Kann ich als einzelne Bürgerin, als einzelner Bürger etwas gegen den Klimawandel tun?
Schipper: Obwohl ich das globale Klima mit meinem persönlichen Handeln nicht direkt beeinflussen kann, kann ich für meine direkte Umgebung ein Vorbild sein, indem ich etwa verantwortungsbewusst mit Strom und Heizung umgehe. Und wenn viele sich bewegen, kann vieles erreicht werden.
Wo steht Deutschland beim Klimaschutz – und was „bringt“ das im Vergleich zu großen Ländern wie den USA oder China?
Schipper: Deutschland ist beim Thema Klimaschutz sicher nicht hinterher. Neben der Energiewende gibt es viele Initiativen, welche zu einer Reduzierung der Treibhausgase führen sollen. Tatsächlich sind die Emissionen aus Deutschland klein im Vergleich zu Ländern wie den USA oder China. Deswegen ist es wichtig, dass sich die Länder Europas zusammentun und mit gutem Beispiel vorangehen.

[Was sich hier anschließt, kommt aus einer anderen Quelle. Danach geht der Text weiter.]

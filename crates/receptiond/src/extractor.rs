//! ONNX-backed embedding extractor.
//!
//! Wraps an end-to-end face-embedding model: one graph takes an RGB image
//! and reports every detected face as a box plus a 128-dimensional
//! embedding. Detection itself lives inside the model; this module only
//! handles tensor plumbing and output validation.

use image::RgbImage;
use ndarray::Array4;
use ort::session::Session;
use ort::value::TensorRef;
use reception_core::{BoundingBox, Detection, Embedding, EmbeddingExtractor, ExtractError, EMBEDDING_DIM};
use std::path::Path;
use thiserror::Error;

// Normalization constants of the embedding model's input distribution.
const INPUT_MEAN: f32 = 127.5;
const INPUT_STD: f32 = 127.5;
/// Expected model outputs: boxes [N, 4] then embeddings [N, 128].
const BOX_WIDTH: usize = 4;

#[derive(Error, Debug)]
pub enum ExtractorLoadError {
    #[error("model file not found: {0}")]
    ModelNotFound(String),
    #[error("ort: {0}")]
    Ort(#[from] ort::Error),
}

/// Face-embedding extractor running on ONNX Runtime, CPU inference.
pub struct OnnxExtractor {
    session: Session,
}

impl OnnxExtractor {
    /// Load the face-embedding ONNX model from the given path.
    pub fn load(model_path: &Path) -> Result<Self, ExtractorLoadError> {
        if !model_path.exists() {
            return Err(ExtractorLoadError::ModelNotFound(
                model_path.display().to_string(),
            ));
        }

        let session = Session::builder()?
            .with_intra_threads(2)?
            .commit_from_file(model_path)?;

        tracing::info!(
            path = %model_path.display(),
            inputs = ?session.inputs().iter().map(|i| (i.name(), i.dtype())).collect::<Vec<_>>(),
            outputs = ?session.outputs().iter().map(|o| o.name()).collect::<Vec<_>>(),
            "loaded face-embedding model"
        );

        Ok(Self { session })
    }

    /// Convert an RGB image to a normalized NCHW float tensor.
    fn preprocess(image: &RgbImage) -> Array4<f32> {
        let (width, height) = image.dimensions();
        let mut tensor = Array4::<f32>::zeros((1, 3, height as usize, width as usize));

        for (x, y, pixel) in image.enumerate_pixels() {
            for c in 0..3 {
                tensor[[0, c, y as usize, x as usize]] =
                    (pixel.0[c] as f32 - INPUT_MEAN) / INPUT_STD;
            }
        }

        tensor
    }
}

impl EmbeddingExtractor for OnnxExtractor {
    fn extract(&mut self, image: &RgbImage) -> Result<Vec<Detection>, ExtractError> {
        let input = Self::preprocess(image);

        let outputs = self
            .session
            .run(ort::inputs![
                TensorRef::from_array_view(input.view())
                    .map_err(|e| ExtractError::ExtractionFailed(e.to_string()))?
            ])
            .map_err(|e| ExtractError::ExtractionFailed(e.to_string()))?;

        let (_, boxes) = outputs[0]
            .try_extract_tensor::<f32>()
            .map_err(|e| ExtractError::ExtractionFailed(format!("boxes output: {e}")))?;
        let (_, embeddings) = outputs[1]
            .try_extract_tensor::<f32>()
            .map_err(|e| ExtractError::ExtractionFailed(format!("embeddings output: {e}")))?;

        decode_outputs(boxes, embeddings)
    }
}

/// Pair up the flat box and embedding tensors into detections.
///
/// Zero faces is a valid result and yields an empty vector; the single-face
/// `NoFaceDetected` refusal lives in [`EmbeddingExtractor::extract_single`].
fn decode_outputs(boxes: &[f32], embeddings: &[f32]) -> Result<Vec<Detection>, ExtractError> {
    if boxes.len() % BOX_WIDTH != 0 {
        return Err(ExtractError::ExtractionFailed(format!(
            "boxes tensor length {} is not a multiple of {BOX_WIDTH}",
            boxes.len()
        )));
    }
    let count = boxes.len() / BOX_WIDTH;
    if count == 0 {
        return Ok(Vec::new());
    }

    if embeddings.len() != count * EMBEDDING_DIM {
        let actual = embeddings.len() / count;
        return Err(ExtractError::DimensionMismatch {
            expected: EMBEDDING_DIM,
            actual,
        });
    }

    let detections = (0..count)
        .map(|i| {
            let b = &boxes[i * BOX_WIDTH..(i + 1) * BOX_WIDTH];
            let e = &embeddings[i * EMBEDDING_DIM..(i + 1) * EMBEDDING_DIM];
            Detection {
                embedding: Embedding::new(e.to_vec()),
                bounding_box: BoundingBox {
                    top: b[0].max(0.0) as u32,
                    right: b[1].max(0.0) as u32,
                    bottom: b[2].max(0.0) as u32,
                    left: b[3].max(0.0) as u32,
                },
            }
        })
        .collect();

    Ok(detections)
}
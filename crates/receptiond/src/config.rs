use std::path::PathBuf;

/// Daemon configuration, loaded from environment variables.
pub struct Config {
    /// Path to the face-embedding ONNX model.
    pub model_path: PathBuf,
    /// Path to the SQLite database file.
    pub db_path: PathBuf,
    /// Euclidean distance tolerance for a positive identity match.
    pub tolerance: f32,
    /// Number of cars returned per recommendation.
    pub top_k: usize,
    /// Whether to seed the catalog with sample stock when empty.
    pub seed_catalog: bool,
    /// Serve on the system bus instead of the session bus.
    pub system_bus: bool,
}

impl Config {
    /// Load configuration from `RECEPTION_*` environment variables with defaults.
    pub fn from_env() -> Self {
        let data_dir = std::env::var("XDG_DATA_HOME")
            .map(PathBuf::from)
            .unwrap_or_else(|_| {
                let home = std::env::var("HOME").unwrap_or_else(|_| "/tmp".to_string());
                PathBuf::from(home).join(".local/share")
            })
            .join("reception");

        let db_path = std::env::var("RECEPTION_DB_PATH")
            .map(PathBuf::from)
            .unwrap_or_else(|_| data_dir.join("reception.db"));

        let model_path = std::env::var("RECEPTION_MODEL_PATH")
            .map(PathBuf::from)
            .unwrap_or_else(|_| data_dir.join("models/face_embedder.onnx"));

        Self {
            model_path,
            db_path,
            tolerance: env_f32("RECEPTION_TOLERANCE", reception_core::DEFAULT_TOLERANCE),
            top_k: env_usize("RECEPTION_TOP_K", 3),
            seed_catalog: std::env::var("RECEPTION_SEED_CATALOG")
                .map(|v| v != "0")
                .unwrap_or(true),
            system_bus: std::env::var("RECEPTION_SYSTEM_BUS")
                .map(|v| v == "1")
                .unwrap_or(false),
        }
    }
}

fn env_f32(key: &str, default: f32) -> f32 {
    std::env::var(key)
        .ok()
        .and_then(|v| v.parse().ok())
        .unwrap_or(default)
}

fn env_usize(key: &str, default: usize) -> usize {
    std::env::var(key)
        .ok()
        .and_then(|v| v.parse().ok())
        .unwrap_or(default)
}
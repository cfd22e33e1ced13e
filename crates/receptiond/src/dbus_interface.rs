//! D-Bus interface for the reception daemon.
//!
//! Bus name: org.autoclient.Reception1
//! Object path: /org/autoclient/Reception1
//!
//! Image arguments are filesystem paths; the daemon and its clients share
//! the kiosk filesystem. Method replies are JSON strings.

use crate::engine::{EngineError, EngineHandle};
use image::RgbImage;
use reception_core::{recommend, Detection, LinearScanMatcher, MatchResult, Matcher};
use reception_store::{NewCar, NewClient, Store, StoreError};
use serde_json::json;
use std::sync::Arc;
use tokio::sync::Mutex;
use zbus::fdo;
use zbus::interface;

/// Purpose string stamped on visits auto-logged by recognition.
const AUTO_VISIT_PURPOSE: &str = "Auto detected by face recognition";

pub struct ReceptionService {
    engine: EngineHandle,
    store: Arc<Mutex<Store>>,
    tolerance: f32,
    top_k: usize,
}

impl ReceptionService {
    pub fn new(engine: EngineHandle, store: Arc<Mutex<Store>>, tolerance: f32, top_k: usize) -> Self {
        Self {
            engine,
            store,
            tolerance,
            top_k,
        }
    }

    /// Match one detection against the gallery and, on a match, rank the
    /// catalog and log the visit. The no-match reply carries no distance.
    async fn handle_detection(&self, detection: &Detection) -> fdo::Result<serde_json::Value> {
        let store = self.store.lock().await;
        let gallery = store.gallery_snapshot().map_err(store_err)?;
        let result =
            LinearScanMatcher.match_embedding(&detection.embedding, &gallery, self.tolerance);

        match result {
            MatchResult::NoMatch => Ok(json!({
                "recognized": false,
                "face_location": detection.bounding_box.as_array(),
            })),
            MatchResult::Match {
                client_id,
                distance,
                confidence,
            } => {
                let client = store.get_client(client_id).map_err(store_err)?;
                let catalog = store.catalog_snapshot().map_err(store_err)?;
                let ranked = recommend(&client.profile(), &catalog, self.top_k);
                let visit_id = store
                    .record_visit(client_id, AUTO_VISIT_PURPOSE, &ranked)
                    .map_err(store_err)?;

                tracing::info!(client_id, confidence, visit_id = %visit_id, "client recognized");

                Ok(json!({
                    "recognized": true,
                    "client_id": client_id,
                    "client_name": client.full_name(),
                    "confidence": confidence,
                    "distance": distance,
                    "face_location": detection.bounding_box.as_array(),
                    "visit_id": visit_id,
                    "recommendations": recommendations_payload(&ranked),
                }))
            }
        }
    }

    async fn recognize_image(&self, image: RgbImage) -> fdo::Result<serde_json::Value> {
        match self.engine.extract_single(image).await {
            Ok(detection) => self.handle_detection(&detection).await,
            Err(e) if e.is_no_face() => Ok(json!({
                "recognized": false,
                "reason": "no_face",
            })),
            Err(e) => Err(engine_err(e)),
        }
    }

    async fn recognize_all_image(&self, image: RgbImage) -> fdo::Result<serde_json::Value> {
        let detections = self.engine.extract_all(image).await.map_err(engine_err)?;
        let mut faces = Vec::with_capacity(detections.len());
        for detection in &detections {
            faces.push(self.handle_detection(detection).await?);
        }
        Ok(json!({ "faces": faces }))
    }
}

#[interface(name = "org.autoclient.Reception1")]
impl ReceptionService {
    /// Recognize the single face in an image, auto-logging a visit with
    /// recommendations on a match. Zero faces is a negative reply, not an
    /// error.
    async fn recognize(&self, image_path: &str) -> fdo::Result<String> {
        tracing::info!(image_path, "recognize requested");
        let image = load_image(image_path)?;
        Ok(self.recognize_image(image).await?.to_string())
    }

    /// Recognize every face in an image. An image with zero faces yields an
    /// empty list.
    async fn recognize_all(&self, image_path: &str) -> fdo::Result<String> {
        tracing::info!(image_path, "recognize_all requested");
        let image = load_image(image_path)?;
        Ok(self.recognize_all_image(image).await?.to_string())
    }

    /// Register an additional face embedding for an existing client.
    async fn register_face(&self, client_id: i64, image_path: &str) -> fdo::Result<String> {
        tracing::info!(client_id, image_path, "register_face requested");
        let image = load_image(image_path)?;

        let detection = match self.engine.extract_single(image).await {
            Ok(d) => d,
            Err(e) if e.is_no_face() => {
                return Err(fdo::Error::InvalidArgs(
                    "no face found in the provided image".into(),
                ))
            }
            Err(e) => return Err(engine_err(e)),
        };

        let store = self.store.lock().await;
        let embedding_id = store
            .append_embedding(client_id, &detection.embedding, Some(image_path))
            .map_err(store_err)?;

        Ok(json!({
            "client_id": client_id,
            "embedding_id": embedding_id,
            "face_location": detection.bounding_box.as_array(),
        })
        .to_string())
    }

    /// Rank the catalog for a known client without logging a visit.
    async fn recommend(&self, client_id: i64, limit: u32) -> fdo::Result<String> {
        let store = self.store.lock().await;
        let client = store.get_client(client_id).map_err(store_err)?;
        let catalog = store.catalog_snapshot().map_err(store_err)?;
        let ranked = recommend(&client.profile(), &catalog, limit as usize);
        Ok(recommendations_payload(&ranked).to_string())
    }

    /// Create a client from a JSON payload; returns the stored record.
    async fn create_client(&self, client_json: &str) -> fdo::Result<String> {
        let new: NewClient = serde_json::from_str(client_json)
            .map_err(|e| fdo::Error::InvalidArgs(format!("invalid client payload: {e}")))?;
        let store = self.store.lock().await;
        let client = store.create_client(&new).map_err(store_err)?;
        to_json(&client)
    }

    /// Replace a client's profile fields; returns the updated record.
    async fn update_client(&self, client_id: i64, client_json: &str) -> fdo::Result<String> {
        let new: NewClient = serde_json::from_str(client_json)
            .map_err(|e| fdo::Error::InvalidArgs(format!("invalid client payload: {e}")))?;
        let store = self.store.lock().await;
        let client = store.update_client(client_id, &new).map_err(store_err)?;
        to_json(&client)
    }

    async fn list_clients(&self) -> fdo::Result<String> {
        let store = self.store.lock().await;
        let clients = store.list_clients().map_err(store_err)?;
        to_json(&clients)
    }

    /// Remove a client and their embeddings and visits.
    async fn remove_client(&self, client_id: i64) -> fdo::Result<bool> {
        tracing::info!(client_id, "remove_client requested");
        let store = self.store.lock().await;
        store.remove_client(client_id).map_err(store_err)
    }

    /// Add a car to the catalog from a JSON payload; returns the stored record.
    async fn add_car(&self, car_json: &str) -> fdo::Result<String> {
        let new: NewCar = serde_json::from_str(car_json)
            .map_err(|e| fdo::Error::InvalidArgs(format!("invalid car payload: {e}")))?;
        let store = self.store.lock().await;
        let car = store.add_car(&new).map_err(store_err)?;
        to_json(&car)
    }

    async fn list_cars(&self) -> fdo::Result<String> {
        let store = self.store.lock().await;
        let cars = store.catalog_snapshot().map_err(store_err)?;
        to_json(&cars)
    }

    async fn remove_car(&self, car_id: i64) -> fdo::Result<bool> {
        tracing::info!(car_id, "remove_car requested");
        let store = self.store.lock().await;
        store.remove_car(car_id).map_err(store_err)
    }

    /// Visits that have not been closed yet.
    async fn open_visits(&self) -> fdo::Result<String> {
        let store = self.store.lock().await;
        let visits = store.open_visits().map_err(store_err)?;
        to_json(&visits)
    }

    /// Close a visit. Returns false when the visit id is unknown.
    async fn record_exit(&self, visit_id: &str) -> fdo::Result<bool> {
        let store = self.store.lock().await;
        match store.record_exit(visit_id) {
            Ok(()) => Ok(true),
            Err(StoreError::VisitNotFound(_)) => Ok(false),
            Err(e) => Err(store_err(e)),
        }
    }

    /// Visit analytics over a trailing window of days.
    async fn analytics(&self, days: u32) -> fdo::Result<String> {
        let store = self.store.lock().await;
        Ok(json!({
            "days": days,
            "visit_count": store.visit_count(days).map_err(store_err)?,
            "by_gender": store.visits_by_gender(days).map_err(store_err)?,
            "by_age": store.visits_by_age(days).map_err(store_err)?,
            "most_recommended": store.most_recommended_cars(days, 5).map_err(store_err)?,
        })
        .to_string())
    }

    /// Daemon status information.
    async fn status(&self) -> fdo::Result<String> {
        let store = self.store.lock().await;
        Ok(json!({
            "version": env!("CARGO_PKG_VERSION"),
            "gallery_size": store.gallery_size().map_err(store_err)?,
            "catalog_size": store.car_count().map_err(store_err)?,
            "tolerance": self.tolerance,
            "top_k": self.top_k,
        })
        .to_string())
    }
}

/// Decode an image from disk. Undecodable input is rejected before any
/// matching is attempted.
fn load_image(path: &str) -> fdo::Result<RgbImage> {
    let image = image::open(path)
        .map_err(|e| fdo::Error::InvalidArgs(format!("invalid image '{path}': {e}")))?;
    Ok(image.to_rgb8())
}

fn recommendations_payload(ranked: &[reception_core::ScoredCar]) -> serde_json::Value {
    json!(ranked
        .iter()
        .map(|s| json!({
            "car_id": s.car.id,
            "name": s.car.name,
            "brand": s.car.brand,
            "model": s.car.model,
            "price": s.car.price,
            "year": s.car.year,
            "category": s.car.category,
            "image_url": s.car.image_url,
            "interest_score": s.score,
        }))
        .collect::<Vec<_>>())
}

fn to_json<T: serde::Serialize>(value: &T) -> fdo::Result<String> {
    serde_json::to_string(value).map_err(|e| fdo::Error::Failed(format!("serialize reply: {e}")))
}

fn store_err(e: StoreError) -> fdo::Error {
    match e {
        StoreError::ClientNotFound(_)
        | StoreError::CarNotFound(_)
        | StoreError::VisitNotFound(_) => fdo::Error::InvalidArgs(e.to_string()),
        other => fdo::Error::Failed(other.to_string()),
    }
}

fn engine_err(e: EngineError) -> fdo::Error {
    fdo::Error::Failed(format!("extraction engine: {e}"))
}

Um welche Themen geht es in Paris noch?
Schipper: Zentrale Themen sind beispielsweise der Grüne Klimafonds und REDD+. Im Klimafonds sollen die Industrienationen Geld für Klimaschutzprojekte in den Schwellen- und Entwicklungsländern bereitgestellen. Ab 2020 soll der Fonds 100 Milliarden US-Dollar beinhalten. In den Jahren 2015 bis 2018 sollen pro Jahr 2,5 Milliarden US-Dollar eingezahlt werden – woher das Geld kommt, ist allerdings noch offen. Bei „REDD+“ handelt es sich um ein Klimaschutzinstrument, bei dem es um die Verringerung von Emissionen aus Entwaldung und zerstörerischer Waldnutzung geht. REDD ist die Abkürzung für Reducing Emissions from Deforestation and Forest Degradation, das „+“ steht für die Berücksichtigung sozialer Standards. Pro Jahr werden 13 Millionen Hektar Wald gerodet, das entspricht viermal der Fläche Belgiens. Die Emissionen aus dieser Rodung von Wäldern ist nach den fossilen Brennstoffen die zweitgrößte anthropogene Quelle von Kohlendioxid.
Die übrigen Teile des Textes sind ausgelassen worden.